◆ **WORK REQUIRED**: Whatever the records hold, copy it exactly and completely.

◆ **RECORDS TO PROCESS**:
□ □ □ □ □ □ □

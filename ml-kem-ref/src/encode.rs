use core::ops::Mul;
use hybrid_array::{
    Array, ArraySize,
    typenum::{
        Prod, U1, U4, U5, U10, U11, U12, U32, U128, U160, U256, U320, U352, U384, Unsigned,
    },
};

use crate::algebra::{FieldElement, NttPolynomial, NttVector, Polynomial, Vector};
use crate::arith::canonical_reduce;
use crate::param::N;
use crate::util::Truncate;

/// A bit width at which polynomials can be encoded, with the size of the encoding
pub(crate) trait EncodingSize: ArraySize {
    /// `32 * D` bytes
    type EncodedPolynomialSize: ArraySize;
}

macro_rules! define_encoding_size {
    ($($d:ident => $size:ident),* $(,)?) => {
        $(
            impl EncodingSize for $d {
                type EncodedPolynomialSize = $size;
            }
        )*
    };
}

define_encoding_size! {
    U1 => U32,
    U4 => U128,
    U5 => U160,
    U10 => U320,
    U11 => U352,
    U12 => U384,
}

pub(crate) type EncodedPolynomial<D> = Array<u8, <D as EncodingSize>::EncodedPolynomialSize>;

/// Values and bytes per packing unit: `lcm(d, 8)` bits hold `8 / gcd(d, 8)` values in
/// `d / gcd(d, 8)` bytes.  The largest unit (d = 11) is 88 bits, so one `u128` always suffices.
fn packing_steps(d: usize) -> (usize, usize) {
    let tz = d.trailing_zeros().min(3);
    (8 >> tz, d >> tz)
}

// Algorithm 5 ByteEncode_d
//
// Each value occupies `d` bits, least significant bit first, with no padding between values.
pub(crate) fn byte_encode(d: usize, vals: &[u16; N], bytes: &mut [u8]) {
    debug_assert!((1..=12).contains(&d));
    debug_assert_eq!(bytes.len(), 32 * d);
    let (val_step, byte_step) = packing_steps(d);

    for (v, b) in vals.chunks(val_step).zip(bytes.chunks_mut(byte_step)) {
        let mut x = 0u128;
        for (j, &vj) in v.iter().enumerate() {
            debug_assert!(u32::from(vj) < (1 << d));
            x |= u128::from(vj) << (d * j);
        }

        let xb = x.to_le_bytes();
        b.copy_from_slice(&xb[..byte_step]);
    }
}

// Algorithm 6 ByteDecode_d
//
// For d = 12 a field can hold values up to 4095, which are reduced mod q.
pub(crate) fn byte_decode(d: usize, bytes: &[u8], vals: &mut [u16; N]) {
    debug_assert!((1..=12).contains(&d));
    debug_assert_eq!(bytes.len(), 32 * d);
    let (val_step, byte_step) = packing_steps(d);
    let mask = (1u16 << d) - 1;

    for (v, b) in vals.chunks_mut(val_step).zip(bytes.chunks(byte_step)) {
        let mut xb = [0u8; 16];
        xb[..byte_step].copy_from_slice(b);

        let x = u128::from_le_bytes(xb);
        for (j, vj) in v.iter_mut().enumerate() {
            *vj = u16::truncate(x >> (d * j)) & mask;

            if d == 12 {
                *vj = canonical_reduce((*vj).into());
            }
        }
    }
}

/// Whether every 12-bit field of `bytes` already encodes a value below q
pub(crate) fn is_canonical_12(bytes: &[u8]) -> bool {
    bytes.chunks_exact(3).all(|b| {
        let d1 = u16::from(b[0]) | (u16::from(b[1] & 0x0f) << 8);
        let d2 = u16::from(b[1] >> 4) | (u16::from(b[2]) << 4);
        d1 < crate::param::Q && d2 < crate::param::Q
    })
}

fn encode_elements<D: EncodingSize>(elems: &[FieldElement]) -> EncodedPolynomial<D> {
    let vals: [u16; N] = core::array::from_fn(|i| elems[i].value());
    let mut bytes = EncodedPolynomial::<D>::default();
    byte_encode(D::USIZE, &vals, &mut bytes);
    bytes
}

fn decode_elements<D: EncodingSize>(bytes: &[u8]) -> Array<FieldElement, U256> {
    let mut vals = [0u16; N];
    byte_decode(D::USIZE, bytes, &mut vals);
    Array::from_fn(|i| FieldElement::new(vals[i]))
}

/// Fixed-width serialization of polynomials and vectors of polynomials.
///
/// Only values already known to fit in `D` bits are encoded through this trait: compressed
/// coefficients, and canonical coefficients at `D = 12`.  Raw packing of caller-supplied values
/// goes through [`crate::hazmat::byte_encode`], which checks the range.
pub(crate) trait Encode<D: EncodingSize> {
    /// The size of the encoding
    type EncodedSize: ArraySize;

    /// Pack the coefficients, which must be below `2^D`.
    fn encode(&self) -> Array<u8, Self::EncodedSize>;

    /// Unpack an encoding.
    fn decode(enc: &Array<u8, Self::EncodedSize>) -> Self;
}

impl<D: EncodingSize> Encode<D> for Polynomial {
    type EncodedSize = D::EncodedPolynomialSize;

    fn encode(&self) -> Array<u8, Self::EncodedSize> {
        encode_elements::<D>(&self.0)
    }

    fn decode(enc: &Array<u8, Self::EncodedSize>) -> Self {
        Self::new(decode_elements::<D>(enc))
    }
}

impl<D: EncodingSize> Encode<D> for NttPolynomial {
    type EncodedSize = D::EncodedPolynomialSize;

    fn encode(&self) -> Array<u8, Self::EncodedSize> {
        encode_elements::<D>(&self.0)
    }

    fn decode(enc: &Array<u8, Self::EncodedSize>) -> Self {
        Self::new(decode_elements::<D>(enc))
    }
}

impl<D, K> Encode<D> for Vector<K>
where
    D: EncodingSize,
    K: ArraySize,
    D::EncodedPolynomialSize: Mul<K>,
    Prod<D::EncodedPolynomialSize, K>: ArraySize,
{
    type EncodedSize = Prod<D::EncodedPolynomialSize, K>;

    fn encode(&self) -> Array<u8, Self::EncodedSize> {
        let mut out = Array::<u8, Self::EncodedSize>::default();
        let step = D::EncodedPolynomialSize::USIZE;
        for (p, chunk) in self.0.iter().zip(out.chunks_exact_mut(step)) {
            chunk.copy_from_slice(&Encode::<D>::encode(p));
        }
        out
    }

    fn decode(enc: &Array<u8, Self::EncodedSize>) -> Self {
        let step = D::EncodedPolynomialSize::USIZE;
        Self::new(Array::from_fn(|i| {
            Polynomial::new(decode_elements::<D>(&enc[i * step..(i + 1) * step]))
        }))
    }
}

impl<D, K> Encode<D> for NttVector<K>
where
    D: EncodingSize,
    K: ArraySize,
    D::EncodedPolynomialSize: Mul<K>,
    Prod<D::EncodedPolynomialSize, K>: ArraySize,
{
    type EncodedSize = Prod<D::EncodedPolynomialSize, K>;

    fn encode(&self) -> Array<u8, Self::EncodedSize> {
        let mut out = Array::<u8, Self::EncodedSize>::default();
        let step = D::EncodedPolynomialSize::USIZE;
        for (p, chunk) in self.0.iter().zip(out.chunks_exact_mut(step)) {
            chunk.copy_from_slice(&Encode::<D>::encode(p));
        }
        out
    }

    fn decode(enc: &Array<u8, Self::EncodedSize>) -> Self {
        let step = D::EncodedPolynomialSize::USIZE;
        Self::new(Array::from_fn(|i| {
            NttPolynomial::new(decode_elements::<D>(&enc[i * step..(i + 1) * step]))
        }))
    }
}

□ □ □ □ □ □ □

◆ **WRITTEN ANSWER**:
filename ml-kem-ref/src/encode.rs
use core::ops::Mul;
use hybrid_array::{
    Array, ArraySize,
    typenum::{
        Prod, U1, U4, U5, U10, U11, U12, U32, U128, U160, U256, U320, U352, U384, Unsigned,
    },
};

use crate::algebra::{FieldElement, NttPolynomial, NttVector, Polynomial, Vector};
use crate::arith::canonical_reduce;
use crate::param::N;
use crate::util::Truncate;

/// A bit width at which polynomials can be encoded, with the size of the encoding
pub(crate) trait EncodingSize: ArraySize {
    /// `32 * D` bytes
    type EncodedPolynomialSize: ArraySize;
}

macro_rules! define_encoding_size {
    ($($d:ident => $size:ident),* $(,)?) => {
        $(
            impl EncodingSize for $d {
                type EncodedPolynomialSize = $size;
            }
        )*
    };
}

define_encoding_size! {
    U1 => U32,
    U4 => U128,
    U5 => U160,
    U10 => U320,
    U11 => U352,
    U12 => U384,
}

pub(crate) type EncodedPolynomial<D> = Array<u8, <D as EncodingSize>::EncodedPolynomialSize>;

/// Values and bytes per packing unit: `lcm(d, 8)` bits hold `8 / gcd(d, 8)` values in
/// `d / gcd(d, 8)` bytes.  The largest unit (d = 11) is 88 bits, so one `u128` always suffices.
fn packing_steps(d: usize) -> (usize, usize) {
    let tz = d.trailing_zeros().min(3);
    (8 >> tz, d >> tz)
}

// Algorithm 5 ByteEncode_d
//
// Each value occupies `d` bits, least significant bit first, with no padding between values.
pub(crate) fn byte_encode(d: usize, vals: &[u16; N], bytes: &mut [u8]) {
    debug_assert!((1..=12).contains(&d));
    debug_assert_eq!(bytes.len(), 32 * d);
    let (val_step, byte_step) = packing_steps(d);

    for (v, b) in vals.chunks(val_step).zip(bytes.chunks_mut(byte_step)) {
        let mut x = 0u128;
        for (j, &vj) in v.iter().enumerate() {
            debug_assert!(u32::from(vj) < (1 << d));
            x |= u128::from(vj) << (d * j);
        }

        let xb = x.to_le_bytes();
        b.copy_from_slice(&xb[..byte_step]);
    }
}

// Algorithm 6 ByteDecode_d
//
// For d = 12 a field can hold values up to 4095, which are reduced mod q.
pub(crate) fn byte_decode(d: usize, bytes: &[u8], vals: &mut [u16; N]) {
    debug_assert!((1..=12).contains(&d));
    debug_assert_eq!(bytes.len(), 32 * d);
    let (val_step, byte_step) = packing_steps(d);
    let mask = (1u16 << d) - 1;

    for (v, b) in vals.chunks_mut(val_step).zip(bytes.chunks(byte_step)) {
        let mut xb = [0u8; 16];
        xb[..byte_step].copy_from_slice(b);

        let x = u128::from_le_bytes(xb);
        for (j, vj) in v.iter_mut().enumerate() {
            *vj = u16::truncate(x >> (d * j)) & mask;

            if d == 12 {
                *vj = canonical_reduce((*vj).into());
            }
        }
    }
}

/// Whether every 12-bit field of `bytes` already encodes a value below q
pub(crate) fn is_canonical_12(bytes: &[u8]) -> bool {
    bytes.chunks_exact(3).all(|b| {
        let d1 = u16::from(b[0]) | (u16::from(b[1] & 0x0f) << 8);
        let d2 = u16::from(b[1] >> 4) | (u16::from(b[2]) << 4);
        d1 < crate::param::Q && d2 < crate::param::Q
    })
}

fn encode_elements<D: EncodingSize>(elems: &[FieldElement]) -> EncodedPolynomial<D> {
    let vals: [u16; N] = core::array::from_fn(|i| elems[i].value());
    let mut bytes = EncodedPolynomial::<D>::default();
    byte_encode(D::USIZE, &vals, &mut bytes);
    bytes
}

fn decode_elements<D: EncodingSize>(bytes: &[u8]) -> Array<FieldElement, U256> {
    let mut vals = [0u16; N];
    byte_decode(D::USIZE, bytes, &mut vals);
    Array::from_fn(|i| FieldElement::new(vals[i]))
}

/// Fixed-width serialization of polynomials and vectors of polynomials.
///
/// Only values already known to fit in `D` bits are encoded through this trait: compressed
/// coefficients, and canonical coefficients at `D = 12`.  Raw packing of caller-supplied values
/// goes through [`crate::hazmat::byte_encode`], which checks the range.
pub(crate) trait Encode<D: EncodingSize> {
    /// The size of the encoding
    type EncodedSize: ArraySize;

    /// Pack the coefficients, which must be below `2^D`.
    fn encode(&self) -> Array<u8, Self::EncodedSize>;

    /// Unpack an encoding.
    fn decode(enc: &Array<u8, Self::EncodedSize>) -> Self;
}

impl<D: EncodingSize> Encode<D> for Polynomial {
    type EncodedSize = D::EncodedPolynomialSize;

    fn encode(&self) -> Array<u8, Self::EncodedSize> {
        encode_elements::<D>(&self.0)
    }

    fn decode(enc: &Array<u8, Self::EncodedSize>) -> Self {
        Self::new(decode_elements::<D>(enc))
    }
}

impl<D: EncodingSize> Encode<D> for NttPolynomial {
    type EncodedSize = D::EncodedPolynomialSize;

    fn encode(&self) -> Array<u8, Self::EncodedSize> {
        encode_elements::<D>(&self.0)
    }

    fn decode(enc: &Array<u8, Self::EncodedSize>) -> Self {
        Self::new(decode_elements::<D>(enc))
    }
}

impl<D, K> Encode<D> for Vector<K>
where
    D: EncodingSize,
    K: ArraySize,
    D::EncodedPolynomialSize: Mul<K>,
    Prod<D::EncodedPolynomialSize, K>: ArraySize,
{
    type EncodedSize = Prod<D::EncodedPolynomialSize, K>;

    fn encode(&self) -> Array<u8, Self::EncodedSize> {
        let mut out = Array::<u8, Self::EncodedSize>::default();
        let step = D::EncodedPolynomialSize::USIZE;
        for (p, chunk) in self.0.iter().zip(out.chunks_exact_mut(step)) {
            chunk.copy_from_slice(&Encode::<D>::encode(p));
        }
        out
    }

    fn decode(enc: &Array<u8, Self::EncodedSize>) -> Self {
        let step = D::EncodedPolynomialSize::USIZE;
        Self::new(Array::from_fn(|i| {
            Polynomial::new(decode_elements::<D>(&enc[i * step..(i + 1) * step]))
        }))
    }
}

impl<D, K> Encode<D> for NttVector<K>
where
    D: EncodingSize,
    K: ArraySize,
    D::EncodedPolynomialSize: Mul<K>,
    Prod<D::EncodedPolynomialSize, K>: ArraySize,
{
    type EncodedSize = Prod<D::EncodedPolynomialSize, K>;

    fn encode(&self) -> Array<u8, Self::EncodedSize> {
        let mut out = Array::<u8, Self::EncodedSize>::default();
        let step = D::EncodedPolynomialSize::USIZE;
        for (p, chunk) in self.0.iter().zip(out.chunks_exact_mut(step)) {
            chunk.copy_from_slice(&Encode::<D>::encode(p));
        }
        out
    }

    fn decode(enc: &Array<u8, Self::EncodedSize>) -> Self {
        let step = D::EncodedPolynomialSize::USIZE;
        Self::new(Array::from_fn(|i| {
            NttPolynomial::new(decode_elements::<D>(&enc[i * step..(i + 1) * step]))
        }))
    }
}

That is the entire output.